[VQueues] Introducing inbox caching and read in batches by AhmedSoliman · Pull Request #4674 · restatedev/restate

AhmedSoliman · 2026-04-29T11:33:50Z

Replaces the single-head cache with a sorted 24-entry per-queue cache.
Refills run via tokio::task::spawn_blocking when data isn't in the
block cache; in-flight notify_enqueued / notify_removed events are
buffered as an overlay (Add / Tombstone) and merged on completion.

On overlay overflow we set a horizon (exclusive upper bound) instead
of back-eviction: a popped tombstone could otherwise re-admit a
deleted row. Storage rows at or above the horizon are dropped from
the merge and rediscovered on the next refill.

Drops the tailing iterator and its workarounds. Splits VQueueCursor
into inbox (returns CursorError; WouldBlock under non-blocking opts)
and VQueueRunningCursor (sync).

Stack created with Sapling. Best reviewed with ReviewStack.

github-actions · 2026-04-29T11:50:50Z

Test Results

8 files + 1 8 suites +1 4m 47s ⏱️ + 2m 0s
50 tests + 3 50 ✅ + 3 0 💤 ±0 0 ❌ ±0
218 runs +18 218 ✅ +18 0 💤 ±0 0 ❌ ±0

Results for commit 186893a. ± Comparison against base commit b128276.

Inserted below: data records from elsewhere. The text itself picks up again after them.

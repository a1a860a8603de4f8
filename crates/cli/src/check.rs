//! `avsaudit check` / `avsaudit validate`: subject vs reference snapshot audit.

use std::io::{self, Write};
use std::path::{Path, PathBuf};

use avsaudit_recon::load::load_records_from_path;
use avsaudit_recon::{KeyTransform, ReconConfig, ReconInput, ReconReport};

use crate::exit_codes::{
    recon_exit_code, EXIT_RECON_INVALID_CONFIG, EXIT_RECON_MISMATCH, EXIT_RECON_RUNTIME,
    EXIT_USAGE,
};
use crate::CliError;

/// Options for a single `check` invocation.
pub struct CheckOptions {
    pub subject: Option<PathBuf>,
    pub reference: Option<PathBuf>,
    pub config: Option<PathBuf>,
    pub json: bool,
    pub output: Option<PathBuf>,
    pub fail_on_mismatch: bool,
    pub key_transform: Option<KeyTransform>,
}

fn recon_err(code: u8, msg: impl Into<String>) -> CliError {
    CliError { code, message: msg.into(), hint: None }
}

/// Read and validate a config file.
fn read_config(path: &Path) -> Result<ReconConfig, CliError> {
    let config_str = std::fs::read_to_string(path).map_err(|e| {
        recon_err(
            EXIT_RECON_INVALID_CONFIG,
            format!("cannot read config {}: {e}", path.display()),
        )
    })?;
    ReconConfig::from_toml(&config_str).map_err(|e| recon_err(EXIT_RECON_INVALID_CONFIG, e.to_string()))
}

/// Pick the input path for one side: command line first, then the config
/// file's entry resolved against the config's directory.
fn resolve_input(
    side: &str,
    cli_path: Option<PathBuf>,
    config_file: Option<&str>,
    base_dir: &Path,
) -> Result<PathBuf, CliError> {
    if let Some(path) = cli_path {
        return Ok(path);
    }
    match config_file {
        Some(file) => Ok(base_dir.join(file)),
        None => Err(recon_err(EXIT_USAGE, format!("no {side} file given")).with_hint(format!(
            "pass <SUBJECT> <REFERENCE>, or set [{side}].file in --config"
        ))),
    }
}

pub fn cmd_check(opts: CheckOptions, args: &[String]) -> Result<(), CliError> {
    let (mut config, base_dir) = match opts.config {
        Some(ref path) => {
            let config = read_config(path)?;
            let base_dir = path.parent().unwrap_or_else(|| Path::new(".")).to_path_buf();
            (config, base_dir)
        }
        None => (ReconConfig::default(), PathBuf::from(".")),
    };

    if let Some(transform) = opts.key_transform {
        config.matching.key_transform = transform;
    }
    let fail_on_mismatch = opts.fail_on_mismatch || config.policy.fail_on_mismatch;

    let subject_path =
        resolve_input("subject", opts.subject, config.subject.file.as_deref(), &base_dir)?;
    let reference_path =
        resolve_input("reference", opts.reference, config.reference.file.as_deref(), &base_dir)?;

    tracing::debug!(
        subject = %subject_path.display(),
        reference = %reference_path.display(),
        "resolved inputs"
    );

    // Both loads must succeed before anything is reported.
    let subject = load_records_from_path(config.subject_name(), &subject_path, &config.subject.fields)
        .map_err(|e| recon_err(recon_exit_code(&e), e.to_string()))?;
    let reference =
        load_records_from_path(config.reference_name(), &reference_path, &config.reference.fields)
            .map_err(|e| recon_err(recon_exit_code(&e), e.to_string()))?;

    let input = ReconInput { reference, subject };
    let report = avsaudit_recon::run(&config, &input)
        .map_err(|e| recon_err(recon_exit_code(&e), e.to_string()))?;

    // Output
    if opts.json || opts.output.is_some() {
        let json_str = serde_json::to_string_pretty(&report)
            .map_err(|e| recon_err(EXIT_RECON_RUNTIME, format!("JSON serialization error: {e}")))?;

        if let Some(ref path) = opts.output {
            std::fs::write(path, &json_str)
                .map_err(|e| recon_err(EXIT_RECON_RUNTIME, format!("cannot write output: {e}")))?;
            eprintln!("wrote {}", path.display());
        }

        if opts.json {
            println!("{json_str}");
        }
    }

    if !opts.json {
        let stdout = io::stdout();
        let mut out = stdout.lock();
        write_human(&mut out, args, &report)
            .and_then(|()| out.flush())
            .map_err(|e| recon_err(EXIT_RECON_RUNTIME, format!("cannot write report: {e}")))?;
    }

    let s = &report.summary;
    tracing::info!(
        matched = s.matched,
        missing_operator = s.missing_operator,
        missing_snapshot = s.missing_snapshot,
        "{} vs {}: {} of {} record(s) unaccounted for",
        report.meta.subject,
        report.meta.reference,
        s.total_mismatches,
        s.subject_records,
    );

    if fail_on_mismatch && report.has_mismatches() {
        return Err(recon_err(
            EXIT_RECON_MISMATCH,
            format!("{} mismatch(es) found", s.total_mismatches),
        ));
    }

    Ok(())
}

/// Line-oriented report: argv echo, both lengths, one line per mismatch,
/// then the mismatch count alone on the last line.
pub fn write_human<W: Write>(out: &mut W, args: &[String], report: &ReconReport) -> io::Result<()> {
    writeln!(out, "args: {args:?}")?;
    writeln!(out, "{} length: {}", report.meta.reference, report.summary.reference_records)?;
    writeln!(out, "{} length: {}", report.meta.subject, report.summary.subject_records)?;
    for m in &report.mismatches {
        writeln!(out, "{m}")?;
    }
    writeln!(out, "{}", report.summary.total_mismatches)
}

pub fn cmd_validate(config_path: PathBuf) -> Result<(), CliError> {
    let config = read_config(&config_path)?;
    eprintln!(
        "valid: '{}' ({} vs {}, key transform: {})",
        config.name,
        config.subject_name(),
        config.reference_name(),
        config.matching.key_transform.as_str(),
    );
    Ok(())
}

#[cfg(test)]
mod tests {
    use super::*;
    use avsaudit_recon::Record;

    fn report() -> ReconReport {
        let config = ReconConfig::from_toml(
            "[reference]\nname = \"blocklake\"\n[subject]\nname = \"sidecar\"\n",
        )
        .unwrap();
        let input = ReconInput {
            reference: vec![Record::new("op1", "avsA", "2024-01-01")],
            subject: vec![
                Record::new("op1", "avsA", "2024-01-01"),
                Record::new("op2", "avsA", "2024-01-01"),
                Record::new("op1", "avsA", "2024-02-01"),
            ],
        };
        avsaudit_recon::run(&config, &input).unwrap()
    }

    #[test]
    fn human_report_lines() {
        let args = vec!["avsaudit".to_string(), "check".to_string()];
        let mut buf = Vec::new();
        write_human(&mut buf, &args, &report()).unwrap();

        let text = String::from_utf8(buf).unwrap();
        let lines: Vec<&str> = text.lines().collect();
        assert_eq!(
            lines,
            vec![
                r#"args: ["avsaudit", "check"]"#,
                "blocklake length: 1",
                "sidecar length: 3",
                "Missing operator op2 for avs avsA",
                "Missing snapshot 2024-02-01 for operator op1 and avs avsA",
                "2",
            ]
        );
    }

    #[test]
    fn cli_path_wins_over_config() {
        let path = resolve_input(
            "subject",
            Some(PathBuf::from("cli.json")),
            Some("config.json"),
            Path::new("/etc/audit"),
        )
        .unwrap();
        assert_eq!(path, PathBuf::from("cli.json"));
    }

    #[test]
    fn config_path_is_relative_to_config_dir() {
        let path = resolve_input("subject", None, Some("sidecar.json"), Path::new("/etc/audit")).unwrap();
        assert_eq!(path, PathBuf::from("/etc/audit/sidecar.json"));
    }

    #[test]
    fn missing_input_is_usage_error() {
        let err = resolve_input("reference", None, None, Path::new(".")).unwrap_err();
        assert_eq!(err.code, EXIT_USAGE);
        assert!(err.hint.is_some());
    }
}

This pull request removes 4 and adds 7 tests. Note that renamed tests count towards both.

dev.restate.sdktesting.tests.KafkaIngress ‑ handleEventInCounterService(URI, int, Client)
dev.restate.sdktesting.tests.KafkaIngress ‑ handleEventInEventHandler(URI, int, Client)
dev.restate.sdktesting.tests.UpgradeWithInFlightInvocation ‑ inFlightInvocation(Client, URI)
dev.restate.sdktesting.tests.UpgradeWithNewInvocation ‑ executesNewInvocationWithLatestServiceRevisions(Client, URI)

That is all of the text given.